Machine Translation – Automatically translate text from one human language to another by taking care of grammar, semantics and information about the real world, etc.
Natural Language Generation and Understanding – Convert information from computer databases or semantic intents into readable human language is called language generation. Converting chunks of text into more logical structures that are easier for computer programs to manipulate is called language understanding.
Optical Character Recognition – Given an image representing printed text, determine the corresponding text.

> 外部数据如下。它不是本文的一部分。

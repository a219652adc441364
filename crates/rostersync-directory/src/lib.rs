//! # Directory Store
//!
//! The narrow interface through which roster imports read and write a
//! directory-backed identity store.
//!
//! ## Overview
//!
//! - **Entries**: [`StoreEntity`] addressed by an [`EntryKey`]
//!   (`uid=<rdn>,ou=<container>`), carrying an [`AttributeSet`]
//! - **Operations**: get, search by [`Filter`], create, modify with an
//!   [`AttributeDelta`], delete and move between containers
//! - **Errors**: [`DirectoryError`] classified as transient or permanent
//! - **Resilience**: [`RetryExecutor`] with bounded exponential backoff
//! - **Backends**: [`InMemoryDirectory`] with JSON snapshots
//!
//! ## Architecture
//!
//! ```text
//! ┌──────────────────────┐     ┌──────────────────────┐
//! │    Import engine     │────▶│    RetryExecutor     │
//! └──────────────────────┘     └──────────┬───────────┘
//!                                         │
//!                              ┌──────────▼───────────┐
//!                              │  dyn DirectoryStore  │
//!                              └──────────┬───────────┘
//!                                         │
//!                              ┌──────────▼───────────┐
//!                              │  InMemoryDirectory   │
//!                              │   (+ JSON snapshot)  │
//!                              └──────────────────────┘
//! ```

pub mod entry;
pub mod error;
pub mod memory;
pub mod resilience;
pub mod traits;

pub use entry::{
    AttributeDelta, AttributeSet, AttributeValue, EntryKey, Filter, NewEntity, StoreEntity,
};
pub use error::{DirectoryError, DirectoryResult};
pub use memory::{InMemoryDirectory, Snapshot, OBJECT_CLASS_ATTRIBUTE, SCHOOL_OBJECT_CLASS};
pub use resilience::{RetryConfig, RetryExecutor};
pub use traits::DirectoryStore;

/// Prelude module for convenient imports.
pub mod prelude {
    pub use crate::entry::{
        AttributeDelta, AttributeSet, AttributeValue, EntryKey, Filter, NewEntity, StoreEntity,
    };
    pub use crate::error::{DirectoryError, DirectoryResult};
    pub use crate::resilience::{RetryConfig, RetryExecutor};
    pub use crate::traits::DirectoryStore;
}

Document to Information – This involves parsing of textual data present in documents (websites, files, pdfs and images) to analyzable and clean format.

常见的NLP处理库

Scikit-learn: Machine learning in Python
Natural Language Toolkit (NLTK): The complete toolkit for all NLP techniques.

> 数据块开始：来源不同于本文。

//! Directory entry types
//!
//! Types for store operations: entry keys, attribute sets, deltas and filters.

use serde::{Deserialize, Serialize};
use std::collections::{BTreeMap, BTreeSet};
use std::fmt;

/// Attribute naming the relative part of an entry key.
pub const RDN_ATTRIBUTE: &str = "uid";

/// Attribute naming the container part of an entry key.
pub const CONTAINER_ATTRIBUTE: &str = "ou";

/// Distinguished key of an entry, `uid=<rdn>,ou=<container>`.
#[derive(Debug, Clone, PartialEq, Eq, PartialOrd, Ord, Hash, Serialize, Deserialize)]
#[serde(transparent)]
pub struct EntryKey(String);

impl EntryKey {
    /// Build the key for an entry named `rdn` inside `container`.
    pub fn new(rdn: &str, container: &str) -> Self {
        Self(format!(
            "{RDN_ATTRIBUTE}={rdn},{CONTAINER_ATTRIBUTE}={container}"
        ))
    }

    /// Wrap an already rendered key.
    pub fn from_raw(raw: impl Into<String>) -> Self {
        Self(raw.into())
    }

    /// The relative name, if the key is well formed.
    pub fn rdn(&self) -> Option<&str> {
        let (first, _) = self.0.split_once(',')?;
        first.strip_prefix(&format!("{RDN_ATTRIBUTE}="))
    }

    /// The container name, if the key is well formed.
    pub fn container(&self) -> Option<&str> {
        let (_, rest) = self.0.split_once(',')?;
        rest.strip_prefix(&format!("{CONTAINER_ATTRIBUTE}="))
    }

    pub fn as_str(&self) -> &str {
        &self.0
    }
}

impl fmt::Display for EntryKey {
    fn fmt(&self, f: &mut fmt::Formatter<'_>) -> fmt::Result {
        f.write_str(&self.0)
    }
}

/// A value for an attribute, which may be single or multi-valued.
#[derive(Debug, Clone, PartialEq, Eq, Serialize, Deserialize)]
#[serde(untagged)]
pub enum AttributeValue {
    /// No value (null).
    Null,
    /// A single string value.
    String(String),
    /// An ordered list of values.
    Array(Vec<String>),
}

impl AttributeValue {
    /// Check if this is a null value.
    pub fn is_null(&self) -> bool {
        matches!(self, AttributeValue::Null)
    }

    /// Get as a string if this is a single string value.
    pub fn as_string(&self) -> Option<&str> {
        match self {
            AttributeValue::String(s) => Some(s),
            _ => None,
        }
    }

    /// Get as strings (works for both single and multi-valued).
    pub fn as_strings(&self) -> Vec<&str> {
        match self {
            AttributeValue::Null => vec![],
            AttributeValue::String(s) => vec![s.as_str()],
            AttributeValue::Array(arr) => arr.iter().map(String::as_str).collect(),
        }
    }
}

impl From<String> for AttributeValue {
    fn from(s: String) -> Self {
        AttributeValue::String(s)
    }
}

impl From<&str> for AttributeValue {
    fn from(s: &str) -> Self {
        AttributeValue::String(s.to_string())
    }
}

impl From<bool> for AttributeValue {
    fn from(b: bool) -> Self {
        AttributeValue::String(b.to_string())
    }
}

impl From<Vec<String>> for AttributeValue {
    fn from(values: Vec<String>) -> Self {
        AttributeValue::Array(values)
    }
}

impl From<Vec<&str>> for AttributeValue {
    fn from(values: Vec<&str>) -> Self {
        AttributeValue::Array(values.into_iter().map(str::to_string).collect())
    }
}

/// A set of attributes, ordered by name.
#[derive(Debug, Clone, Default, PartialEq, Eq, Serialize, Deserialize)]
pub struct AttributeSet {
    #[serde(flatten)]
    attributes: BTreeMap<String, AttributeValue>,
}

impl AttributeSet {
    pub fn new() -> Self {
        Self::default()
    }

    /// Set an attribute value.
    pub fn set(&mut self, name: impl Into<String>, value: impl Into<AttributeValue>) {
        self.attributes.insert(name.into(), value.into());
    }

    /// Set an attribute using builder pattern.
    pub fn with(mut self, name: impl Into<String>, value: impl Into<AttributeValue>) -> Self {
        self.set(name, value);
        self
    }

    pub fn get(&self, name: &str) -> Option<&AttributeValue> {
        self.attributes.get(name)
    }

    /// Get a single-valued string attribute.
    pub fn get_string(&self, name: &str) -> Option<&str> {
        self.get(name).and_then(AttributeValue::as_string)
    }

    /// Get a multi-valued string attribute.
    pub fn get_strings(&self, name: &str) -> Option<Vec<&str>> {
        self.get(name).map(AttributeValue::as_strings)
    }

    /// Check if an attribute exists and carries a value.
    pub fn has(&self, name: &str) -> bool {
        self.get(name).is_some_and(|v| !v.is_null())
    }

    pub fn remove(&mut self, name: &str) -> Option<AttributeValue> {
        self.attributes.remove(name)
    }

    pub fn len(&self) -> usize {
        self.attributes.len()
    }

    pub fn is_empty(&self) -> bool {
        self.attributes.is_empty()
    }

    pub fn iter(&self) -> impl Iterator<Item = (&String, &AttributeValue)> {
        self.attributes.iter()
    }
}

impl FromIterator<(String, AttributeValue)> for AttributeSet {
    fn from_iter<T: IntoIterator<Item = (String, AttributeValue)>>(iter: T) -> Self {
        Self {
            attributes: iter.into_iter().collect(),
        }
    }
}

/// Changes to apply to an entry during modify operations.
#[derive(Debug, Clone, Default, PartialEq, Eq, Serialize, Deserialize)]
pub struct AttributeDelta {
    /// Attributes to replace entirely.
    #[serde(default, skip_serializing_if = "BTreeMap::is_empty")]
    pub replace: BTreeMap<String, AttributeValue>,

    /// Attributes to clear (remove all values).
    #[serde(default, skip_serializing_if = "BTreeSet::is_empty")]
    pub clear: BTreeSet<String>,
}

impl AttributeDelta {
    pub fn new() -> Self {
        Self::default()
    }

    /// Replace an attribute value entirely.
    pub fn replace(
        &mut self,
        name: impl Into<String>,
        value: impl Into<AttributeValue>,
    ) -> &mut Self {
        let name = name.into();
        self.clear.remove(&name);
        self.replace.insert(name, value.into());
        self
    }

    /// Clear all values from an attribute.
    pub fn clear_attribute(&mut self, name: impl Into<String>) -> &mut Self {
        let name = name.into();
        self.replace.remove(&name);
        self.clear.insert(name);
        self
    }

    /// Check if this delta has any changes.
    pub fn is_empty(&self) -> bool {
        self.replace.is_empty() && self.clear.is_empty()
    }

    /// Get all affected attribute names, sorted.
    pub fn affected_attributes(&self) -> Vec<&str> {
        let mut names: Vec<&str> = self
            .replace
            .keys()
            .chain(self.clear.iter())
            .map(String::as_str)
            .collect();
        names.sort_unstable();
        names.dedup();
        names
    }

    /// Apply the delta to an attribute set.
    pub fn apply_to(&self, attributes: &mut AttributeSet) {
        for name in &self.clear {
            attributes.remove(name);
        }
        for (name, value) in &self.replace {
            attributes.set(name.clone(), value.clone());
        }
    }
}

/// Filter for search operations.
#[derive(Debug, Clone, PartialEq, Eq, Serialize, Deserialize)]
#[serde(tag = "type", rename_all = "snake_case")]
pub enum Filter {
    /// Match entries where the attribute equals (or, if multi-valued, contains) the value.
    Equals { attribute: String, value: String },

    /// Match entries where the attribute exists.
    Present { attribute: String },

    /// Match entries located in the given container.
    InContainer { container: String },

    /// Logical AND of multiple filters.
    And { filters: Vec<Filter> },

    /// Logical NOT of a filter.
    Not { filter: Box<Filter> },
}

impl Filter {
    /// Create an equals filter.
    pub fn eq(attribute: impl Into<String>, value: impl Into<String>) -> Self {
        Filter::Equals {
            attribute: attribute.into(),
            value: value.into(),
        }
    }

    /// Create a present (attribute exists) filter.
    pub fn present(attribute: impl Into<String>) -> Self {
        Filter::Present {
            attribute: attribute.into(),
        }
    }

    /// Create a container filter.
    pub fn in_container(container: impl Into<String>) -> Self {
        Filter::InContainer {
            container: container.into(),
        }
    }

    /// Create an AND filter.
    pub fn and(filters: Vec<Filter>) -> Self {
        Filter::And { filters }
    }

    /// Create a NOT filter (negation).
    pub fn negate(filter: Filter) -> Self {
        Filter::Not {
            filter: Box::new(filter),
        }
    }

    /// Combine this filter with another using AND.
    pub fn and_with(self, other: Filter) -> Self {
        match self {
            Filter::And { mut filters } => {
                filters.push(other);
                Filter::And { filters }
            }
            _ => Filter::And {
                filters: vec![self, other],
            },
        }
    }

    /// Evaluate the filter against an entry.
    pub fn matches(&self, entity: &StoreEntity) -> bool {
        match self {
            Filter::Equals { attribute, value } => entity
                .attributes
                .get(attribute)
                .is_some_and(|v| v.as_strings().iter().any(|s| s == value)),
            Filter::Present { attribute } => entity.attributes.has(attribute),
            Filter::InContainer { container } => &entity.container == container,
            Filter::And { filters } => filters.iter().all(|f| f.matches(entity)),
            Filter::Not { filter } => !filter.matches(entity),
        }
    }
}

impl fmt::Display for Filter {
    fn fmt(&self, f: &mut fmt::Formatter<'_>) -> fmt::Result {
        match self {
            Filter::Equals { attribute, value } => write!(f, "({attribute}={value})"),
            Filter::Present { attribute } => write!(f, "({attribute}=*)"),
            Filter::InContainer { container } => write!(f, "({CONTAINER_ATTRIBUTE}:={container})"),
            Filter::And { filters } => {
                f.write_str("(&")?;
                for filter in filters {
                    write!(f, "{filter}")?;
                }
                f.write_str(")")
            }
            Filter::Not { filter } => write!(f, "(!{filter})"),
        }
    }
}

/// An entry as stored in the directory.
#[derive(Debug, Clone, PartialEq, Eq, Serialize, Deserialize)]
pub struct StoreEntity {
    pub key: EntryKey,
    /// Organizational unit the entry lives in.
    pub container: String,
    pub attributes: AttributeSet,
}

impl StoreEntity {
    /// Shorthand for a single-valued attribute.
    pub fn attribute(&self, name: &str) -> Option<&str> {
        self.attributes.get_string(name)
    }
}

/// An entry to be created. The store assigns the key.
#[derive(Debug, Clone, PartialEq, Eq, Serialize, Deserialize)]
pub struct NewEntity {
    pub rdn: String,
    pub container: String,
    pub attributes: AttributeSet,
}

impl NewEntity {
    pub fn new(rdn: impl Into<String>, container: impl Into<String>, attributes: AttributeSet) -> Self {
        Self {
            rdn: rdn.into(),
            container: container.into(),
            attributes,
        }
    }

    /// The key this entity will receive once created.
    pub fn key(&self) -> EntryKey {
        EntryKey::new(&self.rdn, &self.container)
    }
}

Pattern – A web mining module for the with tools for NLP and machine learning.
TextBlob – Easy to use nl p tools API, built on top of NLTK and Pattern.
spaCy – Industrial strength N LP with Python and Cython.
Gensim – Topic Modelling for Humans
Stanford Core NLP – NLP services and packages by Stanford NLP Group.